WHAT TO PRODUCE
When a line below contains the string "route", show that line.

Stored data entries
◆ ◆ ◆ ◆ ◆ ◆ ◆

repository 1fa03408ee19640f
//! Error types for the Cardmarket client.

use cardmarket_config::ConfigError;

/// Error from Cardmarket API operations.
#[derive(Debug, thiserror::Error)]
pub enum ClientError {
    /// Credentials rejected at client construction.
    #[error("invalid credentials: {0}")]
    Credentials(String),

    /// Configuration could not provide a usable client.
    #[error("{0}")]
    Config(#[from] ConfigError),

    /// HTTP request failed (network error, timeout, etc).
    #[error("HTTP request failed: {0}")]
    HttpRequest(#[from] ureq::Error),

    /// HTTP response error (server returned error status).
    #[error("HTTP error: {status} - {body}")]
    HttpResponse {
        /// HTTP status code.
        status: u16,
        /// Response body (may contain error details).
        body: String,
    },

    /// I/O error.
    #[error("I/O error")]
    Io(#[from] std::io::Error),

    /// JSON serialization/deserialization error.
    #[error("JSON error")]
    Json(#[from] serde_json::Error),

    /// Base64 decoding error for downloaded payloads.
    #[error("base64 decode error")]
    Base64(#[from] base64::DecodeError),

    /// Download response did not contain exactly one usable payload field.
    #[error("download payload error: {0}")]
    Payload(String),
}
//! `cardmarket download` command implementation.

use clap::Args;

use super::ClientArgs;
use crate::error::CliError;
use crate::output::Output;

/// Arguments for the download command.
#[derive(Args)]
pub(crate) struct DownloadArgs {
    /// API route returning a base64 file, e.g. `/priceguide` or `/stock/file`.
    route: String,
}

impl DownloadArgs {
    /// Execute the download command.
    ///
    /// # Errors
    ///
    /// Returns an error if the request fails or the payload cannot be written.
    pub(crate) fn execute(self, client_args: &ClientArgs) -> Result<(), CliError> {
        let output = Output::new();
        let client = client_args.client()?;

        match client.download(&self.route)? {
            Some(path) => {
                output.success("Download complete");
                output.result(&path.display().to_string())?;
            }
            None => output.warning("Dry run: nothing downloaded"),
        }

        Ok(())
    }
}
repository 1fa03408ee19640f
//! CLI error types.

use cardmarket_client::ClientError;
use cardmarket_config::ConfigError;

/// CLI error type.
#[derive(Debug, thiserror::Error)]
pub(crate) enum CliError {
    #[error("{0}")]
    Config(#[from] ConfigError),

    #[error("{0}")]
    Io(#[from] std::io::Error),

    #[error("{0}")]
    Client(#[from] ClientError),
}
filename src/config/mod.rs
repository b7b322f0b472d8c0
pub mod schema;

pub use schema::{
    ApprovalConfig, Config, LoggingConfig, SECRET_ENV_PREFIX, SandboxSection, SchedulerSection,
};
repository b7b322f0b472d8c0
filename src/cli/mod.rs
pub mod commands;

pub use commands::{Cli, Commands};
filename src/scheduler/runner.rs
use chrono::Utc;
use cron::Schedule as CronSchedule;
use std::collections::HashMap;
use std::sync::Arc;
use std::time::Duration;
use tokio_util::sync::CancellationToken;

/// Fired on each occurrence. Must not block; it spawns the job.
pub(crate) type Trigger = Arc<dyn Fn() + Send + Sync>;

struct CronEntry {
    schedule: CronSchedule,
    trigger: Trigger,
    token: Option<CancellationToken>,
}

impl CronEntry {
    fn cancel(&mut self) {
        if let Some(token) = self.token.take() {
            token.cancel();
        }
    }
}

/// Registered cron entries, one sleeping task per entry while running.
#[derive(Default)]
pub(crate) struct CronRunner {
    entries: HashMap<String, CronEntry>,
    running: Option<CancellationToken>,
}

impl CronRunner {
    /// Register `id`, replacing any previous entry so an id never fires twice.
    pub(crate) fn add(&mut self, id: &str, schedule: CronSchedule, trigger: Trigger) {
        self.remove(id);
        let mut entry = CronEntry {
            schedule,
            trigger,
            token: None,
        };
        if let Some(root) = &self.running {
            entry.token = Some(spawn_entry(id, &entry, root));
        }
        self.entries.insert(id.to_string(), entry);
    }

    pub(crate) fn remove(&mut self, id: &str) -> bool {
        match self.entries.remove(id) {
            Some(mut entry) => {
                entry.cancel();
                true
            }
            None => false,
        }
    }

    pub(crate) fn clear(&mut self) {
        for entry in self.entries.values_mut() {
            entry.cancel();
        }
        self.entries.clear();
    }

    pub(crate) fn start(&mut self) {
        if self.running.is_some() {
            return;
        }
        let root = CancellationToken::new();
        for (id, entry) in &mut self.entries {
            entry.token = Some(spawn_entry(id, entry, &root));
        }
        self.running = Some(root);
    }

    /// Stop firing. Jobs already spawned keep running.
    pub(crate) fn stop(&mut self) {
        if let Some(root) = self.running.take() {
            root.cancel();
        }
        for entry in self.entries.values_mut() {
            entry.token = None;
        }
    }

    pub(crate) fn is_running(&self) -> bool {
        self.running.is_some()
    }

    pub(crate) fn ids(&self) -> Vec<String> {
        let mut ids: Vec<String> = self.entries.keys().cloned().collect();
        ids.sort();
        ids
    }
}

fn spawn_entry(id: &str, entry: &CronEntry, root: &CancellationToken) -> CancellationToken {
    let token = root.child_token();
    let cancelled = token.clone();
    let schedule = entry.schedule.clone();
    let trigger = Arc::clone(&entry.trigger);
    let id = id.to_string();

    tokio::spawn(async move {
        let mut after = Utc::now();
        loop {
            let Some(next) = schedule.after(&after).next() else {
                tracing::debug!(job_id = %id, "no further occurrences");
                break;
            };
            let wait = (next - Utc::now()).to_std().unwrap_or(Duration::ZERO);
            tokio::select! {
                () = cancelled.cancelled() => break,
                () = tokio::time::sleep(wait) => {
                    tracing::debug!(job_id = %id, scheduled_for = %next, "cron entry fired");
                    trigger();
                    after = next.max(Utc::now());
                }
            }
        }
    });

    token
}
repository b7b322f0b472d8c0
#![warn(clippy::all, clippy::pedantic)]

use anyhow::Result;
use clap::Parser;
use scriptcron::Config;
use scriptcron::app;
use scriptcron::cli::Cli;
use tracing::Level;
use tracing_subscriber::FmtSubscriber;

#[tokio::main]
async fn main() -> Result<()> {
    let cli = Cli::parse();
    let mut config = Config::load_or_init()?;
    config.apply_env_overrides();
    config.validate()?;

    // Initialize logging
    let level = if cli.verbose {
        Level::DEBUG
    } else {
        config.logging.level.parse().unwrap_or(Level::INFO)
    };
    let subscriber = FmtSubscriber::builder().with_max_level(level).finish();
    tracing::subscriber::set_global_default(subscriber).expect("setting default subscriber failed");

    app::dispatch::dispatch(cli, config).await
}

◆ ◆ ◆ ◆ ◆ ◆ ◆

SOLUTION FOR THIS TASK
    /// API route returning a base64 file, e.g. `/priceguide` or `/stock/file`.
    route: String,
        match client.download(&self.route)? {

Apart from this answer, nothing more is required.